(Dataset extract begins)

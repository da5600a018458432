//! Key validation and the derived artifacts (code matrix, null matrix,
//! subkey) built from a 51-character key.

use crate::error::CipherError;
use crate::{KEY_LEN, MATRIX_LEN, SUBKEY_LEN};

/// The 51-character keyset a key is a permutation of:
/// `A..Y`, `a..y`, `^`.
pub const KEYSET: &[u8; KEY_LEN] = b"ABCDEFGHIJKLMNOPQRSTUVWXYabcdefghijklmnopqrstuvwxy^";

/// Map a key byte to its slot `0..51` in the keyset, or `None` if it is not
/// a valid key character.
fn key_slot(c: u8) -> Option<usize> {
    match c {
        b'A'..=b'Y' => Some((c - b'A') as usize),
        b'a'..=b'y' => Some((c - b'a') as usize + 25),
        b'^' => Some(50),
        _ => None,
    }
}

/// Validate that `key` is exactly [`KEY_LEN`] bytes, drawn from the keyset,
/// with no repeats.
pub fn validate(key: &[u8]) -> Result<(), CipherError> {
    if key.len() != KEY_LEN {
        return Err(CipherError::InvalidKeyLength {
            expected: KEY_LEN,
            found: key.len(),
        });
    }
    let mut seen = [false; KEY_LEN];
    for &c in key {
        let slot = key_slot(c).ok_or(CipherError::InvalidKeyChar(c))?;
        if seen[slot] {
            return Err(CipherError::RepeatedKeyChar(c));
        }
        seen[slot] = true;
    }
    Ok(())
}

/// Derive the code matrix and null matrix from a validated key: walk the
/// key skipping `^`, depositing 5 characters at a time alternately into
/// `M_C` then `M_N`.
pub fn build_matrices(key: &[u8; KEY_LEN]) -> ([u8; MATRIX_LEN], [u8; MATRIX_LEN]) {
    let mut code_mat = [0u8; MATRIX_LEN];
    let mut null_mat = [0u8; MATRIX_LEN];
    let mut into_code = true;
    let mut idx = 0usize;
    for &c in key.iter() {
        if c == b'^' {
            continue;
        }
        if into_code {
            code_mat[idx] = c;
        } else {
            null_mat[idx] = c;
        }
        idx += 1;
        if idx % 5 == 0 {
            if into_code {
                idx -= 5;
            }
            into_code = !into_code;
        }
    }
    (code_mat, null_mat)
}

/// Derive the 30-character subkey: walk the key from the start, skipping
/// `f..y` and `^`, substituting `a->Z, b->., c->,, d->?, e->-`, keeping the
/// first 30 characters obtained this way.
pub fn build_subkey(key: &[u8; KEY_LEN]) -> [u8; SUBKEY_LEN] {
    let mut subkey = [0u8; SUBKEY_LEN];
    let mut j = 0usize;
    for &c in key.iter() {
        if j == SUBKEY_LEN {
            break;
        }
        if (b'f'..=b'y').contains(&c) || c == b'^' {
            continue;
        }
        let mapped = match c {
            b'a' => b'Z',
            b'b' => b'.',
            b'c' => b',',
            b'd' => b'?',
            b'e' => b'-',
            other => other,
        };
        subkey[j] = mapped;
        j += 1;
    }
    subkey
}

(Dataset extract ends)

Work instructions:
Each line above that contains the string "characters" should be copied.

Worked solution:
/// key skipping `^`, depositing 5 characters at a time alternately into
/// first 30 characters obtained this way.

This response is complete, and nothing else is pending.